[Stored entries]
..........
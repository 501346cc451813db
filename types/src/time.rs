//! Timestamp type used throughout the system.
//!
//! Timestamps are Unix epoch seconds (UTC). Delay gating compares a queued
//! operation's eta against the timestamp supplied with the current call;
//! there are no timers or background callbacks.

use serde::{Deserialize, Serialize};
use std::fmt;
use std::time::{SystemTime, UNIX_EPOCH};

/// A Unix timestamp in seconds since epoch (UTC).
#[derive(Clone, Copy, Debug, PartialEq, Eq, PartialOrd, Ord, Hash, Serialize, Deserialize)]
pub struct Timestamp(u64);

impl Timestamp {
    /// The epoch (time zero).
    pub const EPOCH: Self = Self(0);

    pub fn new(secs: u64) -> Self {
        Self(secs)
    }

    /// Get the current system time as a `Timestamp`.
    pub fn now() -> Self {
        let secs = SystemTime::now()
            .duration_since(UNIX_EPOCH)
            .expect("system clock before Unix epoch")
            .as_secs();
        Self(secs)
    }

    pub fn as_secs(&self) -> u64 {
        self.0
    }

    /// This timestamp shifted forward by `secs` (saturating).
    pub fn plus(&self, secs: u64) -> Self {
        Self(self.0.saturating_add(secs))
    }

    /// Seconds elapsed since this timestamp (relative to `now`).
    pub fn elapsed_since(&self, now: Timestamp) -> u64 {
        now.0.saturating_sub(self.0)
    }

    /// Whether this timestamp + duration has passed relative to `now`.
    pub fn has_expired(&self, duration_secs: u64, now: Timestamp) -> bool {
        now.0 >= self.0.saturating_add(duration_secs)
    }
}

impl fmt::Display for Timestamp {
    fn fmt(&self, f: &mut fmt::Formatter<'_>) -> fmt::Result {
        write!(f, "{}s", self.0)
    }
}
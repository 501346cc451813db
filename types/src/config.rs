//! Provisioning configuration — every policy knob a new DAO is created with.

use crate::dao::TokenKind;
use serde::{Deserialize, Serialize};
use thiserror::Error;

/// Which component controls treasury withdrawals.
///
/// Deployment variants differ on whether the delayed executor or the proposal
/// engine holds the controller capability. This is a policy choice, not a core
/// invariant, so it is an explicit configuration option.
#[derive(Clone, Copy, Debug, PartialEq, Eq, Serialize, Deserialize)]
pub enum ControllerPolicy {
    /// The delayed executor controls withdrawals (the common deployment).
    Timelock,
    /// The proposal engine controls withdrawals directly.
    Engine,
}

/// Structured configuration for provisioning one DAO.
#[derive(Clone, Debug, Serialize, Deserialize)]
pub struct ProvisionConfig {
    /// URI of the DAO's off-ledger metadata. Must be non-empty.
    pub metadata_uri: String,
    /// Voting-power token name.
    pub token_name: String,
    /// Voting-power token symbol.
    pub token_symbol: String,
    /// Supply minted to the creator at provisioning (fungible tokens only).
    pub initial_supply: u128,
    /// Hard supply ceiling enforced on every mint. Zero means uncapped.
    pub max_supply: u128,
    /// Seconds between proposal creation and the start of voting.
    pub voting_delay_secs: u64,
    /// Seconds the voting window stays open.
    pub voting_period_secs: u64,
    /// Minimum voting power required to create a proposal.
    pub proposal_threshold: u128,
    /// Minimum delay between queueing and executing an operation.
    pub timelock_delay_secs: u64,
    /// Quorum as a percentage of snapshotted supply, `1 <= q < 100`.
    pub quorum_percentage: u8,
    /// Fungible or non-fungible voting power.
    pub token_kind: TokenKind,
    /// Base URI for non-fungible token metadata.
    pub base_uri: Option<String>,
    /// Which component holds the treasury controller capability.
    pub controller: ControllerPolicy,
    /// Whether anyone may execute a matured operation, or only the engine.
    pub open_execution: bool,
}

impl ProvisionConfig {
    /// A reasonable starting configuration: fungible token, 2-day timelock,
    /// 1-day voting delay, 1-week voting period, 10% quorum, open execution.
    pub fn standard(metadata_uri: &str, token_name: &str, token_symbol: &str) -> Self {
        Self {
            metadata_uri: metadata_uri.to_string(),
            token_name: token_name.to_string(),
            token_symbol: token_symbol.to_string(),
            initial_supply: 0,
            max_supply: 0,
            voting_delay_secs: 24 * 3600,
            voting_period_secs: 7 * 24 * 3600,
            proposal_threshold: 0,
            timelock_delay_secs: 2 * 24 * 3600,
            quorum_percentage: 10,
            token_kind: TokenKind::Fungible,
            base_uri: None,
            controller: ControllerPolicy::Timelock,
            open_execution: true,
        }
    }

    /// Validate everything that can be checked before any state is touched.
    pub fn validate(&self) -> Result<(), ConfigError> {
        if self.metadata_uri.is_empty() {
            return Err(ConfigError::EmptyMetadata);
        }
        if self.token_name.is_empty() || self.token_symbol.is_empty() {
            return Err(ConfigError::EmptyTokenIdentity);
        }
        if self.voting_period_secs == 0 {
            return Err(ConfigError::ZeroVotingPeriod);
        }
        if self.max_supply > 0 && self.initial_supply > self.max_supply {
            return Err(ConfigError::InitialSupplyExceedsMax {
                initial: self.initial_supply,
                max: self.max_supply,
            });
        }
        if self.token_kind == TokenKind::NonFungible && self.initial_supply > 0 {
            return Err(ConfigError::InitialSupplyForNonFungible);
        }
        Ok(())
    }
}

/// Rejections raised by [`ProvisionConfig::validate`].
#[derive(Debug, Error, PartialEq, Eq)]
pub enum ConfigError {
    #[error("metadata URI must not be empty")]
    EmptyMetadata,

    #[error("token name and symbol must not be empty")]
    EmptyTokenIdentity,

    #[error("voting period must be greater than zero")]
    ZeroVotingPeriod,

    #[error("initial supply {initial} exceeds max supply {max}")]
    InitialSupplyExceedsMax { initial: u128, max: u128 },

    #[error("non-fungible tokens cannot be pre-minted via initial supply")]
    InitialSupplyForNonFungible,
}
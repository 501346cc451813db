//! Governance storage trait.

use crate::StoreError;
use daoforge_types::ProposalId;

/// Trait for storing proposal state.
pub trait GovernanceStore {
    /// Store a proposal.
    fn put_proposal(&self, id: &ProposalId, data: &[u8]) -> Result<(), StoreError>;

    /// Get a proposal by id.
    fn get_proposal(&self, id: &ProposalId) -> Result<Option<Vec<u8>>, StoreError>;

    /// List all stored proposals.
    fn list_proposals(&self) -> Result<Vec<(ProposalId, Vec<u8>)>, StoreError>;
}
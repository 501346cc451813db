//! Fundamental types for the daoforge DAO provisioning system.
//!
//! This crate defines the core types shared across every other crate in the
//! workspace: addresses, identifiers, timestamps, calls, capability roles,
//! and the provisioning configuration.

pub mod address;
pub mod call;
pub mod config;
pub mod dao;
pub mod hash;
pub mod roles;
pub mod time;

pub use address::Address;
pub use call::{Call, CallPayload, CallRevert, CallSink};
pub use config::{ConfigError, ControllerPolicy, ProvisionConfig};
pub use dao::{DaoId, TokenKind};
pub use hash::{OpHash, ProposalId};
pub use roles::{Role, RoleTable};
pub use time::Timestamp;
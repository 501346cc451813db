//! Abstract storage traits for daoforge.
//!
//! Storage backends implement these traits; the engines depend only on the
//! traits and serialize their own records to bytes. The in-memory backend
//! used by the tests lives in the nullables crate.

pub mod error;
pub mod governance;
pub mod meta;
pub mod registry;

pub use error::StoreError;
pub use governance::GovernanceStore;
pub use meta::MetaStore;
pub use registry::RegistryStore;
//! Database Module
//!
//! PostgreSQL access through SQLx. All queries live on the `Database`
//! struct, grouped per entity in the submodules. Soft-delete filtering
//! (`is_active = TRUE`) and per-user scoping are applied inside these
//! methods, never at call sites, so no endpoint can accidentally expose
//! another user's rows or deleted rows.

mod models;
mod users;
mod assets;
mod entries;
mod settings;

pub use models::*;
pub use users::NewUser;
pub use assets::AssetFields;
pub use entries::MonthlyEntryFields;
pub use settings::SettingsPatch;

use anyhow::Result;
use sqlx::{postgres::PgPoolOptions, PgPool};

/// Database connection and query owner
pub struct Database {
    pool: PgPool,
}

impl Database {
    /// Connect to the database
    ///
    /// # Connection Pool Settings
    ///
    /// - max_connections: 10 (adjust with traffic)
    /// - min_connections: 1 (kept alive while idle)
    /// - acquire_timeout: 3s
    pub async fn connect(database_url: &str) -> Result<Self> {
        let pool = PgPoolOptions::new()
            .max_connections(10)
            .min_connections(1)
            .acquire_timeout(std::time::Duration::from_secs(3))
            .connect(database_url)
            .await?;

        Ok(Self { pool })
    }

    /// Run embedded migrations
    pub async fn run_migrations(&self) -> Result<()> {
        sqlx::migrate!("./migrations")
            .run(&self.pool)
            .await?;
        Ok(())
    }

    /// Health check
    pub async fn health_check(&self) -> Result<()> {
        sqlx::query("SELECT 1")
            .execute(&self.pool)
            .await?;
        Ok(())
    }

    pub(crate) fn pool(&self) -> &PgPool {
        &self.pool
    }
}
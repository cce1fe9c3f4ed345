//! Monthly entry queries
//!
//! Same scoping rules as assets. Lists come back in chart order:
//! year ascending, then month ascending.

use anyhow::Result;
use chrono::Utc;
use rust_decimal::Decimal;

use super::{Database, MonthlyEntry};

/// Mutable entry fields, used for both create and full-replace update
pub struct MonthlyEntryFields {
    pub month_name: String,
    pub amount: Decimal,
    pub year: i32,
    pub month: i32,
}

impl Database {
    /// Active entries for a user in chart order
    pub async fn list_monthly_entries(&self, user_id: i32) -> Result<Vec<MonthlyEntry>> {
        let entries = sqlx::query_as::<_, MonthlyEntry>(
            r#"
            SELECT
                id, user_id, month_name, amount, year, month,
                is_active, created_at, updated_at
            FROM monthly_entries
            WHERE user_id = $1 AND is_active = TRUE
            ORDER BY year, month
            "#,
        )
        .bind(user_id)
        .fetch_all(self.pool())
        .await?;

        Ok(entries)
    }

    pub async fn insert_monthly_entry(
        &self,
        user_id: i32,
        fields: &MonthlyEntryFields,
    ) -> Result<MonthlyEntry> {
        let entry = sqlx::query_as::<_, MonthlyEntry>(
            r#"
            INSERT INTO monthly_entries (
                user_id, month_name, amount, year, month, is_active, created_at
            )
            VALUES ($1, $2, $3, $4, $5, TRUE, NOW())
            RETURNING
                id, user_id, month_name, amount, year, month,
                is_active, created_at, updated_at
            "#,
        )
        .bind(user_id)
        .bind(&fields.month_name)
        .bind(fields.amount)
        .bind(fields.year)
        .bind(fields.month)
        .fetch_one(self.pool())
        .await?;

        Ok(entry)
    }

    /// Full-replace update; None when the row is missing, inactive, or owned
    /// by another user
    pub async fn update_monthly_entry(
        &self,
        user_id: i32,
        entry_id: i32,
        fields: &MonthlyEntryFields,
    ) -> Result<Option<MonthlyEntry>> {
        let entry = sqlx::query_as::<_, MonthlyEntry>(
            r#"
            UPDATE monthly_entries
            SET month_name = $1, amount = $2, year = $3, month = $4, updated_at = $5
            WHERE id = $6 AND user_id = $7 AND is_active = TRUE
            RETURNING
                id, user_id, month_name, amount, year, month,
                is_active, created_at, updated_at
            "#,
        )
        .bind(&fields.month_name)
        .bind(fields.amount)
        .bind(fields.year)
        .bind(fields.month)
        .bind(Utc::now())
        .bind(entry_id)
        .bind(user_id)
        .fetch_optional(self.pool())
        .await?;

        Ok(entry)
    }

    /// Soft delete; false when nothing matched
    pub async fn soft_delete_monthly_entry(&self, user_id: i32, entry_id: i32) -> Result<bool> {
        let result = sqlx::query(
            r#"
            UPDATE monthly_entries
            SET is_active = FALSE, updated_at = $1
            WHERE id = $2 AND user_id = $3 AND is_active = TRUE
            "#,
        )
        .bind(Utc::now())
        .bind(entry_id)
        .bind(user_id)
        .execute(self.pool())
        .await?;

        Ok(result.rows_affected() > 0)
    }
}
..........
From the entries, copy out each line containing the word "chart".

#### WRITTEN ANSWER:
//! Same scoping rules as assets. Lists come back in chart order:
    /// Active entries for a user in chart order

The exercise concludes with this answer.